[Stored data entries]
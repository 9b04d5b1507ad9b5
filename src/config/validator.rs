//! Pre-run validation
//!
//! Fails fast with actionable errors before any process is spawned.

use crate::config::types::{EvalError, Result, RunConfig, STDIN_SENTINEL};

/// Check a [`RunConfig`] before the first trial.
pub fn validate_config(config: &RunConfig) -> Result<()> {
    if config.program.as_os_str().is_empty() {
        return Err(EvalError::Config("no program specified".to_string()));
    }
    if config.trials == 0 {
        return Err(EvalError::Config(
            "trial count must be at least 1".to_string(),
        ));
    }
    Ok(())
}

/// Check that the input and expected-output lists form a usable matrix.
///
/// The lists must be the same length; pairing is positional. The stdin
/// sentinel only makes sense on the input side.
pub fn validate_matrix(inputs: &[String], outputs: &[String]) -> Result<()> {
    if inputs.len() != outputs.len() {
        return Err(EvalError::Config(format!(
            "differing amounts of inputs and outputs ({} vs {})",
            inputs.len(),
            outputs.len()
        )));
    }
    if outputs.iter().any(|o| o == STDIN_SENTINEL) {
        return Err(EvalError::Config(format!(
            "'{STDIN_SENTINEL}' is only meaningful as an input"
        )));
    }
    Ok(())
}
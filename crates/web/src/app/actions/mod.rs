//! The form-submission pipeline.
//!
//! Each action is a transition function over one submission attempt:
//! extract → validate → transform → persist → post-commit. Failures are
//! data, not exceptions, and navigation is a value the route layer acts on
//! only for [`ActionOutcome::Succeeded`]. The post-commit step (revalidate,
//! then hand back the redirect) sits after all failure handling, so the
//! navigation value can never be reclassified as a persistence failure.

use tallydesk_forms::FormState;

pub mod customers;
pub mod invoices;

/// Listing path of the invoices collection.
pub const INVOICES_PATH: &str = "/dashboard/invoices";

/// Listing path of the customers collection.
pub const CUSTOMERS_PATH: &str = "/dashboard/customers";

/// Terminal state of one create/update submission.
#[derive(Debug, Clone, PartialEq, Eq)]
pub enum ActionOutcome {
    /// Schema validation failed; no side effects occurred.
    ValidationFailed(FormState),

    /// The store rejected the statement; detail was logged, the state
    /// carries only a generic templated message.
    PersistenceFailed(FormState),

    /// The row was written and the listing path revalidated; the caller
    /// performs the redirect.
    Succeeded { redirect: &'static str },
}
use axum::http::StatusCode;
use axum::response::{IntoResponse, Redirect, Response};
use axum::{routing::get, Json, Router};

use tallydesk_forms::FormState;

use crate::app::actions::ActionOutcome;

pub mod auth;
pub mod customers;
pub mod invoices;
pub mod overview;
pub mod system;

/// Session-protected routes under `/dashboard`.
pub fn dashboard_router() -> Router {
    Router::new()
        .nest("/invoices", invoices::router())
        .nest("/customers", customers::router())
        .route("/overview", get(overview::overview))
}

/// Translate a create/update outcome into HTTP: failed states re-render,
/// success is the one place a redirect is performed.
pub(crate) fn respond_outcome(outcome: ActionOutcome) -> Response {
    match outcome {
        ActionOutcome::ValidationFailed(state) => {
            (StatusCode::UNPROCESSABLE_ENTITY, Json(state)).into_response()
        }
        ActionOutcome::PersistenceFailed(state) => {
            (StatusCode::INTERNAL_SERVER_ERROR, Json(state)).into_response()
        }
        ActionOutcome::Succeeded { redirect } => Redirect::to(redirect).into_response(),
    }
}

/// Translate a delete outcome: no navigation, the client's listing refreshes
/// through the revalidated path.
pub(crate) fn respond_delete(result: Result<(), FormState>) -> Response {
    match result {
        Ok(()) => StatusCode::NO_CONTENT.into_response(),
        Err(state) => (StatusCode::INTERNAL_SERVER_ERROR, Json(state)).into_response(),
    }
}
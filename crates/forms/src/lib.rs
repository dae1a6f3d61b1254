//! `tallydesk-forms` — form decoding and validation schemas.
//!
//! Each schema takes the raw field-name → string map of one submission and
//! produces either a typed payload or a per-field error map. Schemas never
//! touch the store; uniqueness and referential failures surface later as
//! persistence errors.

pub mod credentials;
pub mod customer;
pub mod errors;
pub mod fields;
pub mod invoice;
pub mod state;

pub use credentials::{CredentialsPayload, CredentialsSchema};
pub use customer::{CustomerPayload, CustomerSchema};
pub use errors::FieldErrors;
pub use fields::RawFields;
pub use invoice::{InvoicePayload, InvoiceSchema};
pub use state::FormState;
//! HS256 session tokens.
//!
//! Claims are validated deterministically against a caller-supplied `now`,
//! so expiry behavior is testable without clock control.

use chrono::{DateTime, Duration, Utc};
use jsonwebtoken::{Algorithm, DecodingKey, EncodingKey, Header, Validation};
use serde::{Deserialize, Serialize};
use thiserror::Error;
use uuid::Uuid;

use tallydesk_core::UserId;

/// Session claims carried by the cookie token.
#[derive(Debug, Clone, PartialEq, Eq, Serialize, Deserialize)]
pub struct SessionClaims {
    /// Subject: the signed-in user.
    pub sub: Uuid,

    /// Email of the signed-in user (display, not authorization).
    pub email: String,

    /// Issued-at, seconds since the epoch.
    pub iat: i64,

    /// Expiry, seconds since the epoch.
    pub exp: i64,
}

impl SessionClaims {
    pub fn user_id(&self) -> UserId {
        UserId::from_uuid(self.sub)
    }
}

#[derive(Debug, Error, Clone, PartialEq, Eq)]
pub enum SessionError {
    #[error("token has expired")]
    Expired,

    #[error("token not yet valid (issued in the future)")]
    NotYetValid,

    #[error("invalid token time window (exp <= iat)")]
    InvalidTimeWindow,

    #[error("token rejected: {0}")]
    Invalid(String),

    #[error("token encoding failed: {0}")]
    Encode(String),
}

/// Issues and validates HS256 session tokens under one shared secret.
pub struct Hs256Sessions {
    encoding: EncodingKey,
    decoding: DecodingKey,
}

impl Hs256Sessions {
    pub fn new(secret: &[u8]) -> Self {
        Self {
            encoding: EncodingKey::from_secret(secret),
            decoding: DecodingKey::from_secret(secret),
        }
    }

    /// Issue a token for `user_id` valid for `ttl` from `now`.
    pub fn issue(
        &self,
        user_id: UserId,
        email: &str,
        now: DateTime<Utc>,
        ttl: Duration,
    ) -> Result<String, SessionError> {
        let claims = SessionClaims {
            sub: *user_id.as_uuid(),
            email: email.to_string(),
            iat: now.timestamp(),
            exp: (now + ttl).timestamp(),
        };
        jsonwebtoken::encode(&Header::new(Algorithm::HS256), &claims, &self.encoding)
            .map_err(|e| SessionError::Encode(e.to_string()))
    }

    /// Decode the signature, then deterministically validate the time window
    /// against `now`.
    pub fn validate(&self, token: &str, now: DateTime<Utc>) -> Result<SessionClaims, SessionError> {
        let mut validation = Validation::new(Algorithm::HS256);
        // Time checks happen below against the caller's clock.
        validation.validate_exp = false;
        validation.required_spec_claims.clear();

        let claims = jsonwebtoken::decode::<SessionClaims>(token, &self.decoding, &validation)
            .map_err(|e| SessionError::Invalid(e.to_string()))?
            .claims;

        if claims.exp <= claims.iat {
            return Err(SessionError::InvalidTimeWindow);
        }
        if now.timestamp() < claims.iat {
            return Err(SessionError::NotYetValid);
        }
        if now.timestamp() >= claims.exp {
            return Err(SessionError::Expired);
        }
        Ok(claims)
    }
}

**YOUR TASK**
Set every record down again exactly as written.

**EXERCISE RESULT**
repository 9b04d5b1507ad9b5
filename src/config/validator.rs
//! Pre-run validation
//!
//! Fails fast with actionable errors before any process is spawned.

use crate::config::types::{EvalError, Result, RunConfig, STDIN_SENTINEL};

/// Check a [`RunConfig`] before the first trial.
pub fn validate_config(config: &RunConfig) -> Result<()> {
    if config.program.as_os_str().is_empty() {
        return Err(EvalError::Config("no program specified".to_string()));
    }
    if config.trials == 0 {
        return Err(EvalError::Config(
            "trial count must be at least 1".to_string(),
        ));
    }
    Ok(())
}

/// Check that the input and expected-output lists form a usable matrix.
///
/// The lists must be the same length; pairing is positional. The stdin
/// sentinel only makes sense on the input side.
pub fn validate_matrix(inputs: &[String], outputs: &[String]) -> Result<()> {
    if inputs.len() != outputs.len() {
        return Err(EvalError::Config(format!(
            "differing amounts of inputs and outputs ({} vs {})",
            inputs.len(),
            outputs.len()
        )));
    }
    if outputs.iter().any(|o| o == STDIN_SENTINEL) {
        return Err(EvalError::Config(format!(
            "'{STDIN_SENTINEL}' is only meaningful as an input"
        )));
    }
    Ok(())
}
filename crates/web/src/app/actions/mod.rs
//! The form-submission pipeline.
//!
//! Each action is a transition function over one submission attempt:
//! extract → validate → transform → persist → post-commit. Failures are
//! data, not exceptions, and navigation is a value the route layer acts on
//! only for [`ActionOutcome::Succeeded`]. The post-commit step (revalidate,
//! then hand back the redirect) sits after all failure handling, so the
//! navigation value can never be reclassified as a persistence failure.

use tallydesk_forms::FormState;

pub mod customers;
pub mod invoices;

/// Listing path of the invoices collection.
pub const INVOICES_PATH: &str = "/dashboard/invoices";

/// Listing path of the customers collection.
pub const CUSTOMERS_PATH: &str = "/dashboard/customers";

/// Terminal state of one create/update submission.
#[derive(Debug, Clone, PartialEq, Eq)]
pub enum ActionOutcome {
    /// Schema validation failed; no side effects occurred.
    ValidationFailed(FormState),

    /// The store rejected the statement; detail was logged, the state
    /// carries only a generic templated message.
    PersistenceFailed(FormState),

    /// The row was written and the listing path revalidated; the caller
    /// performs the redirect.
    Succeeded { redirect: &'static str },
}
use axum::http::StatusCode;
use axum::response::{IntoResponse, Redirect, Response};
use axum::{routing::get, Json, Router};

use tallydesk_forms::FormState;

use crate::app::actions::ActionOutcome;

pub mod auth;
pub mod customers;
pub mod invoices;
pub mod overview;
pub mod system;

/// Session-protected routes under `/dashboard`.
pub fn dashboard_router() -> Router {
    Router::new()
        .nest("/invoices", invoices::router())
        .nest("/customers", customers::router())
        .route("/overview", get(overview::overview))
}

/// Translate a create/update outcome into HTTP: failed states re-render,
/// success is the one place a redirect is performed.
pub(crate) fn respond_outcome(outcome: ActionOutcome) -> Response {
    match outcome {
        ActionOutcome::ValidationFailed(state) => {
            (StatusCode::UNPROCESSABLE_ENTITY, Json(state)).into_response()
        }
        ActionOutcome::PersistenceFailed(state) => {
            (StatusCode::INTERNAL_SERVER_ERROR, Json(state)).into_response()
        }
        ActionOutcome::Succeeded { redirect } => Redirect::to(redirect).into_response(),
    }
}

/// Translate a delete outcome: no navigation, the client's listing refreshes
/// through the revalidated path.
pub(crate) fn respond_delete(result: Result<(), FormState>) -> Response {
    match result {
        Ok(()) => StatusCode::NO_CONTENT.into_response(),
        Err(state) => (StatusCode::INTERNAL_SERVER_ERROR, Json(state)).into_response(),
    }
}
filename crates/forms/src/lib.rs
repository dae1a6f3d61b1254
//! `tallydesk-forms` — form decoding and validation schemas.
//!
//! Each schema takes the raw field-name → string map of one submission and
//! produces either a typed payload or a per-field error map. Schemas never
//! touch the store; uniqueness and referential failures surface later as
//! persistence errors.

pub mod credentials;
pub mod customer;
pub mod errors;
pub mod fields;
pub mod invoice;
pub mod state;

pub use credentials::{CredentialsPayload, CredentialsSchema};
pub use customer::{CustomerPayload, CustomerSchema};
pub use errors::FieldErrors;
pub use fields::RawFields;
pub use invoice::{InvoicePayload, InvoiceSchema};
pub use state::FormState;
//! HS256 session tokens.
//!
//! Claims are validated deterministically against a caller-supplied `now`,
//! so expiry behavior is testable without clock control.

use chrono::{DateTime, Duration, Utc};
use jsonwebtoken::{Algorithm, DecodingKey, EncodingKey, Header, Validation};
use serde::{Deserialize, Serialize};
use thiserror::Error;
use uuid::Uuid;

use tallydesk_core::UserId;

/// Session claims carried by the cookie token.
#[derive(Debug, Clone, PartialEq, Eq, Serialize, Deserialize)]
pub struct SessionClaims {
    /// Subject: the signed-in user.
    pub sub: Uuid,

    /// Email of the signed-in user (display, not authorization).
    pub email: String,

    /// Issued-at, seconds since the epoch.
    pub iat: i64,

    /// Expiry, seconds since the epoch.
    pub exp: i64,
}

impl SessionClaims {
    pub fn user_id(&self) -> UserId {
        UserId::from_uuid(self.sub)
    }
}

#[derive(Debug, Error, Clone, PartialEq, Eq)]
pub enum SessionError {
    #[error("token has expired")]
    Expired,

    #[error("token not yet valid (issued in the future)")]
    NotYetValid,

    #[error("invalid token time window (exp <= iat)")]
    InvalidTimeWindow,

    #[error("token rejected: {0}")]
    Invalid(String),

    #[error("token encoding failed: {0}")]
    Encode(String),
}

/// Issues and validates HS256 session tokens under one shared secret.
pub struct Hs256Sessions {
    encoding: EncodingKey,
    decoding: DecodingKey,
}

impl Hs256Sessions {
    pub fn new(secret: &[u8]) -> Self {
        Self {
            encoding: EncodingKey::from_secret(secret),
            decoding: DecodingKey::from_secret(secret),
        }
    }

    /// Issue a token for `user_id` valid for `ttl` from `now`.
    pub fn issue(
        &self,
        user_id: UserId,
        email: &str,
        now: DateTime<Utc>,
        ttl: Duration,
    ) -> Result<String, SessionError> {
        let claims = SessionClaims {
            sub: *user_id.as_uuid(),
            email: email.to_string(),
            iat: now.timestamp(),
            exp: (now + ttl).timestamp(),
        };
        jsonwebtoken::encode(&Header::new(Algorithm::HS256), &claims, &self.encoding)
            .map_err(|e| SessionError::Encode(e.to_string()))
    }

    /// Decode the signature, then deterministically validate the time window
    /// against `now`.
    pub fn validate(&self, token: &str, now: DateTime<Utc>) -> Result<SessionClaims, SessionError> {
        let mut validation = Validation::new(Algorithm::HS256);
        // Time checks happen below against the caller's clock.
        validation.validate_exp = false;
        validation.required_spec_claims.clear();

        let claims = jsonwebtoken::decode::<SessionClaims>(token, &self.decoding, &validation)
            .map_err(|e| SessionError::Invalid(e.to_string()))?
            .claims;

        if claims.exp <= claims.iat {
            return Err(SessionError::InvalidTimeWindow);
        }
        if now.timestamp() < claims.iat {
            return Err(SessionError::NotYetValid);
        }
        if now.timestamp() >= claims.exp {
            return Err(SessionError::Expired);
        }
        Ok(claims)
    }
}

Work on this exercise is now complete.